Model¶
The Model module of SpaHDmap encapsulates the model architecture, including the SpaHDmapUnet and the GraphAutoEncoder.
- class SpaHDmap.model.SpaHDmapUnet(rank=20, num_genes=2000, num_channels=3, reference=None)[source]¶
A deep learning architecture for image and spot expression prediction. It integrates Non-negative Matrix Factorization (NMF) and low-rank representation, enabling efficient prediction and high-definition pixel-wise embedding output.
- Parameters:
rank (
int) – The rank of the low-rank representation. Defaults to 20.num_genes (
int) – The number of genes in the dataset. Defaults to 2000.num_channels (
int) – The number of channels in the input image. Defaults to 3.reference (
Optional[dict]) – Dictionary of query and reference pairs, e.g., {‘query1’: ‘reference1’, ‘query2’: ‘reference2’}. Only used for multi-section analysis. Defaults to None.
Example
>>> model = SpaHDmapUnet(rank=20, num_genes=1000, num_channels=3) >>> image = torch.rand(1, 3, 256, 256) >>> feasible_coord = {} >>> vd_score = torch.rand(1) >>> model(image, feasible_coord, vd_score)
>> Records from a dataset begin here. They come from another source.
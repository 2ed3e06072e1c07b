// SPDX-License-Identifier: MIT
// Copyright 2026 Roland Dreier <roland@rolandd.dev>

//! HTTP route handlers.

pub mod api;

use crate::AppState;
use axum::http::{header, Method};
use axum::{routing::get, Json, Router};
use serde::Serialize;
use std::sync::Arc;
use tower_http::cors::CorsLayer;
use tower_http::trace::{DefaultMakeSpan, DefaultOnResponse, TraceLayer};
use tracing::Level;
#[cfg(feature = "binding-generation")]
use ts_rs::TS;

#[derive(Serialize)]
#[cfg_attr(feature = "binding-generation", derive(TS))]
#[cfg_attr(
    feature = "binding-generation",
    ts(export, export_to = "web/src/lib/generated/")
)]
pub struct HealthResponse {
    pub status: String,
    pub build_id: String,
}

/// Health check response
async fn health_check() -> Json<HealthResponse> {
    let build_id = option_env!("BUILD_ID").unwrap_or("unknown").to_string();
    Json(HealthResponse {
        status: "ok".to_string(),
        build_id,
    })
}

/// Build the complete router with all routes.
pub fn create_router(state: Arc<AppState>) -> Router {
    // The map UI is served separately during development
    let cors = CorsLayer::new()
        .allow_origin(tower_http::cors::AllowOrigin::predicate(
            |origin: &axum::http::HeaderValue, _request_parts: &axum::http::request::Parts| {
                let origin_str = origin.to_str().unwrap_or("");
                origin_str.starts_with("http://localhost")
                    || origin_str.starts_with("http://127.0.0.1")
            },
        ))
        .allow_methods([Method::GET, Method::POST, Method::OPTIONS])
        .allow_headers([header::CONTENT_TYPE, header::ACCEPT]);

    Router::new()
        .route("/health", get(health_check))
        .merge(api::routes())
        .layer(cors)
        .layer(
            TraceLayer::new_for_http()
                .make_span_with(DefaultMakeSpan::new().level(Level::INFO))
                .on_response(DefaultOnResponse::new().level(Level::INFO)),
        )
        .with_state(state)
}
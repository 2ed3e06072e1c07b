// SPDX-License-Identifier: MIT
// Copyright 2026 Roland Dreier <roland@rolandd.dev>

//! Shared helpers for date/time formatting.

use chrono::{DateTime, SecondsFormat, Utc};

/// Format a UTC timestamp as RFC3339 using a `Z` suffix.
pub fn format_utc_rfc3339(date: DateTime<Utc>) -> String {
    date.to_rfc3339_opts(SecondsFormat::Secs, true)
}

/// Current time as epoch milliseconds.
pub fn now_millis() -> i64 {
    Utc::now().timestamp_millis()
}

/// Format epoch milliseconds as RFC3339, if representable.
pub fn format_millis_rfc3339(ms: i64) -> Option<String> {
    DateTime::<Utc>::from_timestamp_millis(ms).map(format_utc_rfc3339)
}

#[cfg(test)]
mod tests {
    use super::*;

    #[test]
    fn test_format_millis() {
        assert_eq!(
            format_millis_rfc3339(1_700_000_000_000).as_deref(),
            Some("2023-11-14T22:13:20Z")
        );
    }
}
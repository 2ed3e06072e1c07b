// SPDX-License-Identifier: MIT
// Copyright 2026 Roland Dreier <roland@rolandd.dev>

//! District normalization against a recorded boundary payload.
//!
//! The fixture mixes a multi-way boundary relation, a closed place way, a
//! degenerate way, three named place nodes and one malformed element.

use fogwalk::geometry::GeoPoint;
use fogwalk::models::osm::UNKNOWN_DISTRICT_NAME;
use fogwalk::models::{DistrictSource, OsmPayload};
use fogwalk::services::normalize;

mod common;

#[test]
fn test_fixture_decodes_and_drops_malformed_element() {
    let payload = common::sample_payload();
    assert_eq!(payload.elements.len(), 6);
    assert_eq!(payload.dropped, 1);
}

#[test]
fn test_fixture_normalizes_in_payload_order() {
    let districts = normalize(&common::sample_payload());

    let summary: Vec<(i64, &str, DistrictSource)> = districts
        .iter()
        .map(|d| (d.id, d.name.as_str(), d.source))
        .collect();
    assert_eq!(
        summary,
        vec![
            (100, "Riverside", DistrictSource::Boundary),
            (200, "Old Town", DistrictSource::Way),
            (301, "North End", DistrictSource::Synthesized),
            (302, "Harbor", DistrictSource::Synthesized),
            (303, UNKNOWN_DISTRICT_NAME, DistrictSource::Synthesized),
        ]
    );
}

#[test]
fn test_relation_outer_ways_stitched_and_inner_ignored() {
    let districts = normalize(&common::sample_payload());
    let riverside = districts.iter().find(|d| d.id == 100).unwrap();

    assert_eq!(riverside.polygons.len(), 1);
    assert_eq!(riverside.polygons[0].len(), 4);
    assert!(riverside.contains(&GeoPoint::new(10.05, 20.05)));
    assert!(riverside.contains(&GeoPoint::new(10.02, 20.08)));
    assert!(!riverside.contains(&GeoPoint::new(10.2, 20.05)));
}

#[test]
fn test_synthesized_cells_contain_their_node() {
    let districts = normalize(&common::sample_payload());
    let nodes = [
        (301, GeoPoint::new(12.0, 22.0)),
        (302, GeoPoint::new(12.0, 22.05)),
        (303, GeoPoint::new(12.05, 22.02)),
    ];
    for (id, position) in nodes {
        let district = districts.iter().find(|d| d.id == id).unwrap();
        assert!(district.contains(&position), "district {} misses its node", id);
        for (other_id, _) in nodes.iter().filter(|(o, _)| *o != id) {
            let other = districts.iter().find(|d| d.id == *other_id).unwrap();
            assert!(!other.contains(&position));
        }
    }
}

#[test]
fn test_relation_with_disjoint_outer_ways() {
    // Two outer ways that do not touch: each is kept as its own ring.
    // An empty role counts as outer.
    let payload = OsmPayload::parse(
        r#"[{"type": "relation", "id": 9, "tags": {"name": "Split"}, "members": [
            {"type": "way", "ref": 1, "role": "outer", "geometry": [
                {"lat": 0.0, "lon": 0.0}, {"lat": 0.0, "lon": 1.0}, {"lat": 1.0, "lon": 1.0}]},
            {"type": "way", "ref": 2, "role": "", "geometry": [
                {"lat": 5.0, "lon": 5.0}, {"lat": 5.0, "lon": 6.0}, {"lat": 6.0, "lon": 6.0}]}
        ]}]"#,
    )
    .unwrap();
    let districts = normalize(&payload);
    assert_eq!(districts.len(), 1);
    assert_eq!(districts[0].polygons.len(), 2);
    assert!(districts[0].bounds.contains(&GeoPoint::new(3.0, 3.0)));
}

#[test]
fn test_single_node_yields_nothing() {
    let payload = OsmPayload::parse(
        r#"{"elements": [{"type": "node", "id": 1, "lat": 1.0, "lon": 1.0, "tags": {"name": "Lonely"}}]}"#,
    )
    .unwrap();
    assert!(normalize(&payload).is_empty());
}

#[test]
fn test_source_bounds_widened_to_cover_geometry() {
    let payload = OsmPayload::parse(
        r#"[{"type": "way", "id": 4, "bounds": {"minlat": 0.0, "minlon": 0.0, "maxlat": 0.5, "maxlon": 0.5},
            "geometry": [{"lat": 0.0, "lon": 0.0}, {"lat": 0.0, "lon": 1.0}, {"lat": 1.0, "lon": 1.0}]}]"#,
    )
    .unwrap();
    let districts = normalize(&payload);
    assert_eq!(districts.len(), 1);
    // Inside the ring but outside the stated bounds.
    assert!(districts[0].contains(&GeoPoint::new(0.2, 0.9)));
}

#[test]
fn test_non_list_payload_rejected() {
    assert!(OsmPayload::parse(r#"{"remark": "runtime error"}"#).is_err());
    assert!(OsmPayload::parse("not json").is_err());
}
//! JamNet device roles
//!
//! This module contains the two sides of the network:
//! - Gateway: admits joins, stores mail and answers every request
//! - End device: joins through the gateway and exchanges data only via it
//!
//! Both run the same single-threaded loop: pop one event, run it to
//! completion, repeat.

/// End device implementation
pub mod end_device;

/// Gateway relay implementation
pub mod gateway;

pub use end_device::EndDevice;
pub use gateway::Gateway;

use core::time::Duration;

use log::{debug, warn};

use crate::config::device::Role;
use crate::events::{Event, EventReceiver};
use crate::jamnet::packet::{App, DecodeError, PacketType, MAX_FRAME_SIZE};
use crate::jamnet::mailbox::StoreError;
use crate::jamnet::phy::{ChannelArbiter, RadioFault};
use crate::radio::traits::Radio;

/// Result of one processing cycle
#[derive(Debug, Clone, PartialEq)]
pub enum Outcome<E> {
    /// Nothing to process
    Idle,
    /// Frame could not be decoded; dropped without reply
    Dropped(DecodeError),
    /// Packet type not meaningful here, or a reply nobody was waiting for
    Ignored(PacketType),
    /// Reception failed; logged and reception re-armed
    ReceiveFault(RadioFault<E>),
    /// Reply of this type was sent
    Replied(PacketType),
    /// Locally originated packet of this type was sent
    Transmitted(PacketType),
    /// Sending failed; the radio is listening again
    TransmitFailed {
        /// Packet that was being sent
        packet: PacketType,
        /// What went wrong
        fault: RadioFault<E>,
    },
    /// Awaited reply of this type was accepted
    Accepted(PacketType),
    /// Gateway stored a locally originated message
    Queued {
        /// Entries now waiting for the target
        depth: usize,
    },
    /// Gateway refused a locally originated message
    Rejected(StoreError),
}

impl<E> Outcome<E> {
    /// Whether this cycle keyed the transmitter
    pub fn transmitted(&self) -> bool {
        matches!(
            self,
            Outcome::Replied(_) | Outcome::Transmitted(_) | Outcome::TransmitFailed { .. }
        )
    }
}

/// Common interface of gateway and end device
pub trait DeviceRole<R: Radio> {
    /// Role of this device
    fn role(&self) -> Role;

    /// Process one received frame (type tag first)
    fn submit_received_bytes(
        &mut self,
        bytes: &[u8],
    ) -> Result<Outcome<R::Error>, RadioFault<R::Error>>;

    /// Send (or, on a gateway, store) a user-triggered message
    ///
    /// A payload larger than the data slot is dropped with
    /// `Outcome::Dropped(DecodeError::PayloadOverflow { .. })`.
    fn user_transmit_request(
        &mut self,
        app: App,
        payload: &[u8],
    ) -> Result<Outcome<R::Error>, RadioFault<R::Error>>;

    /// Periodic housekeeping with the current monotonic time
    fn tick(&mut self, now: Duration);

    /// Message a button press sends
    fn button_message(&self) -> (App, &[u8]);

    /// Channel arbiter owning the radio
    fn arbiter_mut(&mut self) -> &mut ChannelArbiter<R>;

    /// Read the pending reception from the radio and process it
    fn receive_pending(&mut self) -> Result<Outcome<R::Error>, RadioFault<R::Error>> {
        let mut buffer = [0u8; MAX_FRAME_SIZE];
        let arbiter = self.arbiter_mut();
        let len = match arbiter.read_received(&mut buffer) {
            Ok(Some(len)) => len.min(buffer.len()),
            Ok(None) => {
                debug!("Packet-ready while not listening, ignored");
                return Ok(Outcome::Idle);
            }
            Err(fault) => {
                warn!("Reception failed: {}", fault);
                arbiter.rearm()?;
                return Ok(Outcome::ReceiveFault(fault));
            }
        };
        if let Some(rssi) = arbiter.rssi() {
            debug!("Received {} bytes, RSSI {} dBm", len, rssi);
        }

        let outcome = self.submit_received_bytes(&buffer[..len])?;
        if !outcome.transmitted() {
            self.arbiter_mut().rearm()?;
        }
        Ok(outcome)
    }

    /// Handle at most one event from `events`
    ///
    /// Returns `WouldBlock` when no event is waiting. After any transmission,
    /// packet-ready events queued meanwhile are discarded.
    fn poll<const N: usize>(
        &mut self,
        events: &mut EventReceiver<'_, N>,
    ) -> nb::Result<Outcome<R::Error>, RadioFault<R::Error>>
    where
        Self: Sized,
    {
        let event = events.next().ok_or(nb::Error::WouldBlock)?;
        let outcome = match event {
            Event::PacketReady => self.receive_pending()?,
            Event::ButtonPressed => {
                debug!("Button pressed");
                let mut payload = [0u8; MAX_FRAME_SIZE];
                let (app, message) = self.button_message();
                let len = message.len();
                payload[..len].copy_from_slice(message);
                self.user_transmit_request(app, &payload[..len])?
            }
        };
        if outcome.transmitted() {
            let dropped = events.invalidate_packet_ready();
            if dropped > 0 {
                debug!("Discarded {} stale packet-ready events", dropped);
            }
        }
        Ok(outcome)
    }
}
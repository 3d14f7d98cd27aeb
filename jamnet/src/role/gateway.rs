use core::time::Duration;

use log::{debug, info, trace, warn};

use super::{DeviceRole, Outcome};
use crate::config::device::{DeviceConfig, Role};
use crate::jamnet::{
    mailbox::{MailboxEntry, MailboxStore, StoreError, Stored},
    packet::{
        payload_from_slice, Ack, Address, App, DataRequest, DataResponse, DataUplink,
        JoinRequest, JoinResponse, NetworkIdentity, Packet, Resp, Scan, ScanResponse,
    },
    phy::{ChannelArbiter, RadioFault},
    registry::AddressRegistry,
};
use crate::radio::Radio;

/// Relay state machine states
#[derive(Debug, Clone, Copy, PartialEq, Eq)]
pub enum RelayState {
    /// Waiting for a packet
    Listening,
    /// Decoding and classifying a packet
    Processing,
    /// Touching the registry or mailboxes
    Relaying,
    /// Sending the reply
    Replying,
}

/// Gateway counters, reported on every housekeeping interval
#[derive(Debug, Default, Clone, Copy, PartialEq, Eq)]
pub struct GatewayStats {
    /// Frames handed to the gateway
    pub received: u32,
    /// Frames dropped without reply
    pub dropped: u32,
    /// Replies sent
    pub replies: u32,
    /// Replies that failed to send
    pub transmit_faults: u32,
    /// Joins admitted
    pub joins_admitted: u32,
    /// Joins rejected
    pub joins_rejected: u32,
    /// Mailbox entries stored
    pub mail_stored: u32,
    /// Mailbox entries delivered
    pub mail_delivered: u32,
}

/// Gateway: store-and-forward relay for end devices
pub struct Gateway<R: Radio> {
    arbiter: ChannelArbiter<R>,
    config: DeviceConfig,
    registry: AddressRegistry,
    mailbox: MailboxStore,
    state: RelayState,
    stats: GatewayStats,
    now: Duration,
    last_report: Duration,
}

impl<R: Radio> Gateway<R> {
    /// Create a gateway. Call [`Self::start`] before feeding it packets.
    pub fn new(radio: R, config: DeviceConfig) -> Self {
        let arbiter = ChannelArbiter::new(
            radio,
            Role::Gateway,
            config.channel_plan,
            config.uplink_channel,
            config.downlink_channel,
        );
        Self {
            arbiter,
            registry: AddressRegistry::new(config.address),
            mailbox: MailboxStore::new(config.address, config.mailbox_capacity),
            config,
            state: RelayState::Listening,
            stats: GatewayStats::default(),
            now: Duration::from_secs(0),
            last_report: Duration::from_secs(0),
        }
    }

    /// Tune to the uplink channel and start listening
    pub fn start(&mut self) -> Result<(), RadioFault<R::Error>> {
        info!(
            "Starting gateway 0x{:04X}, listening on uplink channel {}",
            self.config.address, self.config.uplink_channel
        );
        self.arbiter.start()
    }

    /// This gateway's address
    pub fn address(&self) -> Address {
        self.config.address
    }

    /// Identity advertised in scan responses
    pub fn identity(&self) -> NetworkIdentity {
        self.config.identity()
    }

    /// Current relay state
    pub fn state(&self) -> RelayState {
        self.state
    }

    /// Counters
    pub fn stats(&self) -> &GatewayStats {
        &self.stats
    }

    /// Admitted addresses
    pub fn registry(&self) -> &AddressRegistry {
        &self.registry
    }

    /// Stored mail
    pub fn mailbox(&self) -> &MailboxStore {
        &self.mailbox
    }

    /// Channel arbiter
    pub fn arbiter(&self) -> &ChannelArbiter<R> {
        &self.arbiter
    }

    fn set_state(&mut self, state: RelayState) {
        trace!("Relay {:?} -> {:?}", self.state, state);
        self.state = state;
    }

    fn handle_scan(&mut self, scan: Scan) -> Packet {
        if scan.uplink_channel != self.config.uplink_channel {
            debug!(
                "Scan names channel {}, we listen on {}",
                scan.uplink_channel, self.config.uplink_channel
            );
        }
        Packet::ScanResponse(ScanResponse {
            identity: self.identity(),
        })
    }

    fn handle_join(&mut self, request: JoinRequest) -> Packet {
        self.set_state(RelayState::Relaying);
        let address = request.source_address;
        let resp = match self.registry.try_join(address, self.now) {
            Ok(()) => {
                info!("Admitted 0x{:04X}", address);
                self.stats.joins_admitted += 1;
                Resp::Success
            }
            Err(e) => {
                warn!("Join from 0x{:04X} rejected: {}", address, e);
                self.stats.joins_rejected += 1;
                Resp::Failure
            }
        };
        Packet::JoinResponse(JoinResponse {
            resp,
            target_address: self.config.address,
            source_address: address,
        })
    }

    fn handle_uplink(&mut self, uplink: DataUplink) -> Packet {
        self.set_state(RelayState::Relaying);
        let target = uplink.target_address;
        let source = uplink.source_address;
        let entry = MailboxEntry {
            target,
            source,
            app: uplink.app,
            payload: uplink.data,
        };
        let (resp, depth) = match self.mailbox.enqueue(&self.registry, entry) {
            Ok(Stored::Queued { depth }) => {
                self.stats.mail_stored += 1;
                (Resp::Success, depth)
            }
            Ok(Stored::Probe) => {
                debug!("Liveness probe from 0x{:04X}", source);
                (Resp::Success, self.mailbox.depth(source))
            }
            Err(e) => {
                warn!("Uplink 0x{:04X} -> 0x{:04X} rejected: {}", source, target, e);
                (Resp::Failure, self.mailbox.depth(target))
            }
        };
        Packet::Ack(Ack {
            resp,
            packet_queue: queue_depth(depth),
            target_address: target,
        })
    }

    fn handle_data_request(&mut self, request: DataRequest) -> Packet {
        self.set_state(RelayState::Relaying);
        let address = request.source_address;
        match self.mailbox.peek_and_pop(address) {
            Some(entry) => {
                self.stats.mail_delivered += 1;
                let remaining = self.mailbox.depth(address);
                debug!(
                    "Delivering mail 0x{:04X} -> 0x{:04X}, {} left",
                    entry.source, address, remaining
                );
                Packet::DataResponse(DataResponse {
                    resp: Resp::Success,
                    packet_queue: queue_depth(remaining),
                    app: entry.app,
                    data: entry.payload,
                })
            }
            None => {
                debug!("No mail for 0x{:04X}", address);
                Packet::DataResponse(DataResponse::empty())
            }
        }
    }

    fn reply(&mut self, packet: Packet) -> Result<Outcome<R::Error>, RadioFault<R::Error>> {
        self.set_state(RelayState::Replying);
        let packet_type = packet.packet_type();
        let sent = self.arbiter.send(&packet);
        self.set_state(RelayState::Listening);
        match sent? {
            None => {
                self.stats.replies += 1;
                Ok(Outcome::Replied(packet_type))
            }
            Some(fault) => {
                self.stats.transmit_faults += 1;
                Ok(Outcome::TransmitFailed {
                    packet: packet_type,
                    fault,
                })
            }
        }
    }
}

impl<R: Radio> DeviceRole<R> for Gateway<R> {
    fn role(&self) -> Role {
        Role::Gateway
    }

    fn submit_received_bytes(
        &mut self,
        bytes: &[u8],
    ) -> Result<Outcome<R::Error>, RadioFault<R::Error>> {
        self.set_state(RelayState::Processing);
        self.stats.received += 1;

        let packet = match Packet::from_bytes(bytes) {
            Ok(packet) => packet,
            Err(e) => {
                warn!("Dropping malformed packet: {}", e);
                self.stats.dropped += 1;
                self.set_state(RelayState::Listening);
                return Ok(Outcome::Dropped(e));
            }
        };
        debug!("Received {:?}", packet);

        let reply = match packet {
            Packet::Scan(scan) => self.handle_scan(scan),
            Packet::JoinRequest(request) => self.handle_join(request),
            Packet::DataUplink(uplink) => self.handle_uplink(uplink),
            Packet::DataRequest(request) => self.handle_data_request(request),
            other => {
                let packet_type = other.packet_type();
                warn!("Unexpected {:?} at gateway, dropped", packet_type);
                self.stats.dropped += 1;
                self.set_state(RelayState::Listening);
                return Ok(Outcome::Ignored(packet_type));
            }
        };
        self.reply(reply)
    }

    fn user_transmit_request(
        &mut self,
        app: App,
        payload: &[u8],
    ) -> Result<Outcome<R::Error>, RadioFault<R::Error>> {
        let payload = match payload_from_slice(payload) {
            Ok(payload) => payload,
            Err(e) => return Ok(Outcome::Dropped(e)),
        };
        let target = match self.config.default_target {
            Some(target) => target,
            None => {
                warn!("No default target configured, message not stored");
                return Ok(Outcome::Rejected(StoreError::UnknownDestination));
            }
        };
        let entry = MailboxEntry {
            target,
            source: self.config.address,
            app,
            payload,
        };
        Ok(match self.mailbox.enqueue(&self.registry, entry) {
            Ok(Stored::Queued { depth }) => {
                self.stats.mail_stored += 1;
                Outcome::Queued { depth }
            }
            Ok(Stored::Probe) => Outcome::Queued { depth: 0 },
            Err(e) => {
                warn!("Message for 0x{:04X} rejected: {}", target, e);
                Outcome::Rejected(e)
            }
        })
    }

    fn tick(&mut self, now: Duration) {
        self.now = now;
        if now.saturating_sub(self.last_report) < self.config.housekeeping_interval {
            return;
        }
        self.last_report = now;
        info!(
            "{} devices, {} queued, {} rx, {} replies, {} dropped, {} tx faults",
            self.registry.len(),
            self.mailbox.total(),
            self.stats.received,
            self.stats.replies,
            self.stats.dropped,
            self.stats.transmit_faults
        );
    }

    fn button_message(&self) -> (App, &[u8]) {
        (self.config.button_app, &self.config.button_payload)
    }

    fn arbiter_mut(&mut self) -> &mut ChannelArbiter<R> {
        &mut self.arbiter
    }
}

fn queue_depth(depth: usize) -> u8 {
    depth.min(u8::MAX as usize) as u8
}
- forward(image, section_name=None, feasible_coord=None, vd_score=None, encode_only=False)[source]¶
Forward pass for the SpaHDmapUnet model.
- Parameters:
image – Input image tensor.
section_name – Section name for batch effect removal. Default to None.
feasible_coord – Dictionary of feasible coordinates. Default to None.
vd_score – Input tensor representing the sequenced spot embeddings. Default to None.
encode_only – Whether to only perform encoding. Default to False.
- Returns:
- image_pred
Predicted image.
- spot_exp_pred
Predicted spot expression (if feasible coordinates are provided).
- HR_score
High-resolution pixel-wise embedding output.